Hal itu diungkapkan Kepala Negara saat berpidato pada Sesi I KTT G20 di Hotel The Apurva Kempinski, Kabupaten Badung, Bali, Selasa, (15/11/2022). Disebutkannya, dunia sedang mengalami tantangan yang luar biasa akibat berbagai krisis, mulai dari pandemi Covid-19, rivalitas yang menajam, hingga perang yang terjadi.
Dan, berbagai krisis tersebut berdampak terhadap ketahanan pangan, energi, dan keuangan yang sangat dirasakan dunia, terutama negara berkembang. "Kita tidak punya pilihan lain. Paradigma kolaborasi sangat dibutuhkan untuk menyelamatkan dunia. Kita semua memiliki tanggung jawab, tidak hanya untuk masyarakat kita, tetapi juga untuk semua orang di dunia," ujar Presiden Jokowi, dikutip Selasa (15/11/2022).
Ditegaskannya, sikap tanggung jawab pemimpin dunia sama dengan menghormati hukum internasional dan prinsip-prinsip Piagam PBB (Perserikatan Bangsa-Bangsa) secara konsisten. Menurutnya, bertanggung jawab juga berarti menciptakan situasi win-win, bukan zero-sum.
"Bertanggung jawab di sini juga berarti kita harus mengakhiri perang. Jika perang tidak berakhir, akan sulit bagi dunia untuk bergerak maju. Jika perang tidak berakhir, akan sulit bagi kita untuk bertanggung jawab atas masa depan generasi sekarang dan mendatang," jelasnya.
"Kita seharusnya tidak membagi dunia menjadi beberapa bagian. Kita tidak boleh membiarkan dunia jatuh ke dalam perang dingin lainnya," tambah Presiden Jokowi.
Lebih lanjut, orang nomor satu di Tanah Air itu menyebut, Indonesia memiliki 17 ribu pulau, 1.300 suku bangsa, serta lebih dari 700 bahasa daerah. Demokrasi di Indonesia berjalan dari pemilihan kepala desa pada tataran tingkat desa hingga ke pemilihan presiden.

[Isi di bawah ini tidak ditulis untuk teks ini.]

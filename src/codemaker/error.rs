//! Errors raised by the HTTP transport to the CodeMaker service.

use thiserror::Error;

/// Failure of a single call to the service.
///
/// None of these are retried by the client; the job engine decides whether
/// the failure counts as a submission error or a transport error.
#[derive(Debug, Error)]
pub enum ClientError {
    /// HTTP 429. `retry_after_ms` comes from the `Retry-After` header.
    #[error("rate limited, retry after {retry_after_ms}ms")]
    RateLimited { retry_after_ms: u64 },

    /// Any other non-success HTTP status, with the response body as message.
    #[error("API error (status {status}): {message}")]
    Api { status: u16, message: String },

    /// Connection, DNS or timeout failure below HTTP.
    #[error("network error: {0}")]
    Network(#[from] reqwest::Error),

    /// The service answered 2xx with a body we could not read.
    #[error("unexpected response body: {0}")]
    Decode(String),
}

#[cfg(test)]
mod tests {
    use super::*;

    #[test]
    fn rate_limited_display() {
        let err = ClientError::RateLimited {
            retry_after_ms: 5000,
        };
        assert_eq!(err.to_string(), "rate limited, retry after 5000ms");
    }

    #[test]
    fn api_error_display() {
        let err = ClientError::Api {
            status: 401,
            message: "Invalid API key".into(),
        };
        assert_eq!(err.to_string(), "API error (status 401): Invalid API key");
    }

    #[test]
    fn error_is_send_sync() {
        fn assert_send_sync<T: Send + Sync>() {}
        assert_send_sync::<ClientError>();
    }
}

Untuk itu, Presiden Jokowi mendorong agar G20 memiliki semangat dialog yang sama untuk menjembatani perbedaan. "Sebagai negara demokrasi, Indonesia sangat menyadari pentingnya dialog untuk mempertemukan perbedaan, dan semangat yang sama harus ditunjukkan G20," tukas pria kelahiran Surakarta, Jawa Tengah (Jateng), 61 tahun silam itu.